なお,この例では,接続先となるサービス部品のURLをSOAPヘッダで送付しています。
(a) データ変換アクティビティの設定例
「図2-24 接続先情報ファイルを使用するビジネスプロセスの例(SOAPアダプタの場合)」に示すビジネスプロセスで使用するデータ変換アクティビティの設定例を次に示します。
ここでは,変換元に「ヘッダ要求データ」を,変換先に「接続先URL」を指定しています。
また,変換のマッピングは,次の図に示すとおりに定義します。
(b) 接続先情報ファイルの定義
Webサービスに接続するためのURLをサービスアダプタに設定するための接続先情報ファイル(XMLスキーマ)に定義します。

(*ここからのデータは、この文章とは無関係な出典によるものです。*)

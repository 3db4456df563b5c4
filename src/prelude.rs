//! Prelude module - Commonly used types for quick imports
//!
//! Re-exports the types most callers need, so a single
//! `use modelgate::prelude::*;` is enough to build and use a dispatcher.

// Core types - always available
pub use crate::config::{AppConfig, LlmConfig};
pub use crate::dispatcher::{Dispatcher, DispatcherConfig};
pub use crate::error::GateError;
pub use crate::registry::ConcurrencyRegistry;
pub use crate::types::{ChatCompletionResponse, ChatMessage, Conversation, ResponseFormat, Role};

// Feature-gated exports
#[cfg(feature = "telemetry")]
pub use crate::telemetry::init_logging;

#[cfg(feature = "monitoring")]
pub use crate::telemetry::Metrics;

サービスプラットフォームでは,接続先情報ファイルを提供しています。
-
接続先情報ファイルの格納先
<サービスプラットフォームのインストールディレクトリ>/CSC/schema/connection/connection_soap_adapter.xsd
- 注意事項
-
SOAPアダプタの接続先情報を動的に変更する場合,サービスプラットフォームで提供している接続先情報ファイルを使用してください。提供している接続先情報ファイルを使用しなかった場合,動作は保証されません。
-
接続先情報ファイルの形式
<?xml version="1.0" encoding="UTF-8"?> <!-- DO NOT EDIT THIS FILE. --> <xsd:schema elementFormDefault="qualified" targetNamespace="http://www.hitachi.co.jp/soft/xml/cosminexus/csc/connection/change/soap" xmlns:xsd="http://www.w3.org/2001/XMLSchema"> <xsd:element name="soapAddress"> <xsd:complexType> <xsd:sequence> <xsd:element name="endpointURL" type="xsd:string"/> </xsd:sequence> </xsd:complexType> </xsd:element> </xsd:schema>
-
設定できる要素
- endpointURL 〜<文字列>
-
サービス部品の接続先URLを指定します。
(c) 接続先情報の設定
「図2-24 接続先情報ファイルを使用するビジネスプロセスの例(SOAPアダプタの場合)」に示すビジネスプロセスで使用する接続先情報の設定例を次に示します。なお,接続先情報は,サービス呼出アクティビティのヘッダ割当変数に設定します。ここで設定した情報が,SOAPアダプタで参照できる情報になります。
(4) 注意事項
-
ベーシック認証の利用可否,およびベーシック認証で利用するユーザIDとパスワードについては,接続先URLを使って動的に変更できません。ベーシック認証に関する情報は,開発環境の画面から設定した情報が有効となります。
-
次の場合,エラーメッセージが出力されて異常終了します。
-
開発環境で複数の接続先情報がヘッダ割当変数に設定された場合
XMLデータのシステム固有の名前空間,要素名が複数存在すると,接続先が特定できないためエラーになります。
-
設定された接続先情報が不正な場合
接続先URLに誤りがあると,サービス呼び出し時にエラーになります。
-
接続先情報を示すXMLデータのendpointURL要素が存在しない場合
endpointURL要素がない場合,接続先が特定できないためエラーになります。